Yeah definitely not looking to shake myself out of the seat on the bumps!


----------



## BigT (Sep 15, 2014)

I neglected to mention the "rough seat" experience that comes with speed. I have been using my z-trac (72") to mow pasture because my Rhino PTO finish mower is down due to lack of parts which they no longer make. Even at normal speeds that is one rough, rough ride.


----------



## unsquidly (Jul 13, 2021)

neurotopia said:


> Ok, good to know. The GC regulates PTO speed with a lever, not much room for interpretation (you're at 540 for the rear, or 2000 or whatever for the mid when you turn it on) so as long as I keep the engine RPMs up to the right level I should be fine in either gear?
> 
> Yeah definitely not looking to shake myself out of the seat on the bumps!


Watch how much throttle you give it......Max RPMs of the motor don't always mean max power to the PTO....The tach might have the power band marked on it or the manual will tell you the power band.....Any RPMs above the max of the power band is just burning more fuel and not making anymore PTO power......Your tractor is about 19 PTO horse max....


----------



## neurotopia (Apr 9, 2017)

unsquidly said:


> Watch how much throttle you give it......Max RPMs of the motor don't always mean max power to the PTO....The tach might have the power band marked on it or the manual will tell you the power band.....Any RPMs above the max of the power band is just burning more fuel and not making anymore PTO power......Your tractor is about 19 PTO horse max....

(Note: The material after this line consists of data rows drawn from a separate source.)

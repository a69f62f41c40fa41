//! Trust Registry
//!
//! Per-address identity rings backed by self-declaration and a
//! domain-ownership challenge.
//!
//! # Rings
//!
//! - Ring 4: default, nothing declared
//! - Ring 3: identity self-declared
//! - Ring 2: declared domain proven through the oracle, valid for
//!   [`TrustConfig::ring_two_validity_period`] blocks
//!
//! Ring 1 is not granted here; the governance ledger derives it from
//! staked endorsements on top of ring 2 (see [`IdentityAuthority`]).
//!
//! # Asynchronous resolution
//!
//! ```ignore
//! let id = registry.init_challenge(&ctx, target)?;
//! registry.solve_challenge(&ctx, id, fee, gas_price)?;   // returns immediately
//! // ... blocks later, the oracle calls back:
//! registry.resolve_challenge(&oracle_ctx, id, Some(&body))?;
//! ```

pub mod challenge;
pub mod config;
pub mod errors;
pub mod events;
pub mod oracle;
pub mod record;
pub mod registry;

pub use challenge::{Challenge, ChallengeArtifact, ChallengeState};
pub use config::{TrustConfig, DEFAULT_RING_TWO_VALIDITY_PERIOD};
pub use errors::{TrustError, TrustResult};
pub use events::TrustEvent;
pub use oracle::{DomainOracle, FetchRequest, FetchResponse, OracleFee, QueuedOracle};
pub use record::{Declaration, IdentityAuthority, IdentityRecord, IdentityStatus, RingTwoGrant};
pub use registry::TrustRegistry;
//! Trust Registry Events
//!
//! Every state change in the registry emits an event. Callers drain them
//! after each operation.

use serde::{Deserialize, Serialize};

use lib_types::{Address, Amount, BlockHeight, ChallengeId};

/// Registry events
#[derive(Debug, Clone, Serialize, Deserialize, PartialEq, Eq)]
pub enum TrustEvent {
    /// Ring 3 self-declaration recorded
    RingThreeDeclared {
        address: Address,
        name: String,
        email: String,
        phone: String,
        info: String,
        block_height: BlockHeight,
    },

    /// Domain declared for ring 2
    RingTwoDeclared {
        address: Address,
        domain: String,
        block_height: BlockHeight,
    },

    /// Challenge opened against a target
    ChallengeInitiated {
        challenge_id: ChallengeId,
        target: Address,
        requester: Address,
        block_height: BlockHeight,
    },

    /// Fetch handed to the oracle
    ChallengeRequested {
        challenge_id: ChallengeId,
        url: String,
        fee: Amount,
        block_height: BlockHeight,
    },

    /// Oracle callback processed
    ChallengeResolved {
        challenge_id: ChallengeId,
        target: Address,
        domain: String,
        /// Expiry of the grant, 0 when unsuccessful
        expiration: BlockHeight,
        successful: bool,
        block_height: BlockHeight,
    },
}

Yeah they nicely color-coded it for me. I'm keeping it near the bottom of the range. This thing is great on fuel!


----------



## unsquidly (Jul 13, 2021)

neurotopia said:


> Yeah they nicely color-coded it for me. I'm keeping it near the bottom of the range. This thing is great on fuel!


Go ahead and run it up to the top of the range and see if you notice any difference....You might like that better....


----------



## GreenerDays (Apr 3, 2020)

I work at a friend's power equipment shop where they sell commercial grade mowers like Wright, Bob Cats, Walker and Toro brands and they get this question all the time for those mowers. 
And their answer is They want you to run the engine at full (or bunny) speed when cutting. This puts less stress on the engine. From bunny speed you can then throttle down a bit. 
But engage the PTO at slightly below bunny to not "Pop" stress the deck belt then up to full throttle or below. But for optimal performance they want you to cut at full. I personally cut slightly below.


----------



## neurotopia (Apr 9, 2017)

GreenerDays said:


> I work at a friend's power equipment shop where they sell commercial grade mowers like Wright, Bob Cats, Walker and Toro brands and they get this question all the time for those mowers.
> And their answer is They want you to run the engine at full (or bunny) speed when cutting. This puts less stress on the engine. From bunny speed you can then throttle down a bit.
> But engage the PTO at slightly below bunny to not "Pop" stress the deck belt then up to full throttle or below. But for optimal performance they want you to cut at full. I personally cut slightly below.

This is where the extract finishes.